(TASK GOAL): What do the lines say, reproduced word for word, from the first of the entries below through the line bearing "use std::sync::Arc;"?

(RECORDS SHOWN):
#####

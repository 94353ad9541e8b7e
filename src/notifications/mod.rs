//! Outbound notification collaborator.
//!
//! Delivery is fire-and-forget: callers log a failed notification and carry
//! on, the unit of work that triggered it has already committed.

use async_trait::async_trait;
use std::sync::Arc;
use thiserror::Error;
use tracing::{debug, instrument};

use crate::entities::order;
use crate::events::{Event, EventSender};
use crate::models::OrderStatus;

/// Notification service errors
#[derive(Debug, Error)]
pub enum NotificationError {
    #[error("Notification channel closed: {0}")]
    ChannelClosed(String),
    #[error("Delivery failed: {0}")]
    Delivery(String),
}

/// Trait for notification service operations
#[async_trait]
pub trait OrderNotifier: Send + Sync {
    async fn notify_order_created(&self, order: &order::Model) -> Result<(), NotificationError>;

    async fn notify_order_status_changed(
        &self,
        order: &order::Model,
        previous: OrderStatus,
    ) -> Result<(), NotificationError>;
}

/// Publishes notifications onto the domain event channel, where downstream
/// consumers (email, push) pick them up.
#[derive(Clone, Debug)]
pub struct EventNotifier {
    events: Arc<EventSender>,
}

impl EventNotifier {
    pub fn new(events: Arc<EventSender>) -> Self {
        Self { events }
    }
}

#[async_trait]
impl OrderNotifier for EventNotifier {
    #[instrument(skip(self, order), fields(order_id = %order.id))]
    async fn notify_order_created(&self, order: &order::Model) -> Result<(), NotificationError> {
        debug!("Publishing order created notification");
        self.events
            .send(Event::OrderCreated {
                order_id: order.id,
                order_number: order.order_number.clone(),
                user_id: order.user_id,
                total: order.total,
            })
            .await
            .map_err(NotificationError::ChannelClosed)
    }

    #[instrument(skip(self, order), fields(order_id = %order.id, status = %order.status))]
    async fn notify_order_status_changed(
        &self,
        order: &order::Model,
        previous: OrderStatus,
    ) -> Result<(), NotificationError> {
        debug!("Publishing order status notification");
        self.events
            .send(Event::OrderStatusChanged {
                order_id: order.id,
                old_status: previous,
                new_status: order.status,
            })
            .await
            .map_err(NotificationError::ChannelClosed)
    }
}

/// Notifier that drops everything, for deployments without a delivery channel.
#[derive(Clone, Debug, Default)]
pub struct NoopNotifier;

#[async_trait]
impl OrderNotifier for NoopNotifier {
    async fn notify_order_created(&self, _order: &order::Model) -> Result<(), NotificationError> {
        Ok(())
    }

    async fn notify_order_status_changed(
        &self,
        _order: &order::Model,
        _previous: OrderStatus,
    ) -> Result<(), NotificationError> {
        Ok(())
    }
}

#####

(OUTPUT FOR THIS TASK):
repository 94353ad9541e8b7e
filename src/notifications/mod.rs
//! Outbound notification collaborator.
//!
//! Delivery is fire-and-forget: callers log a failed notification and carry
//! on, the unit of work that triggered it has already committed.

use async_trait::async_trait;
use std::sync::Arc;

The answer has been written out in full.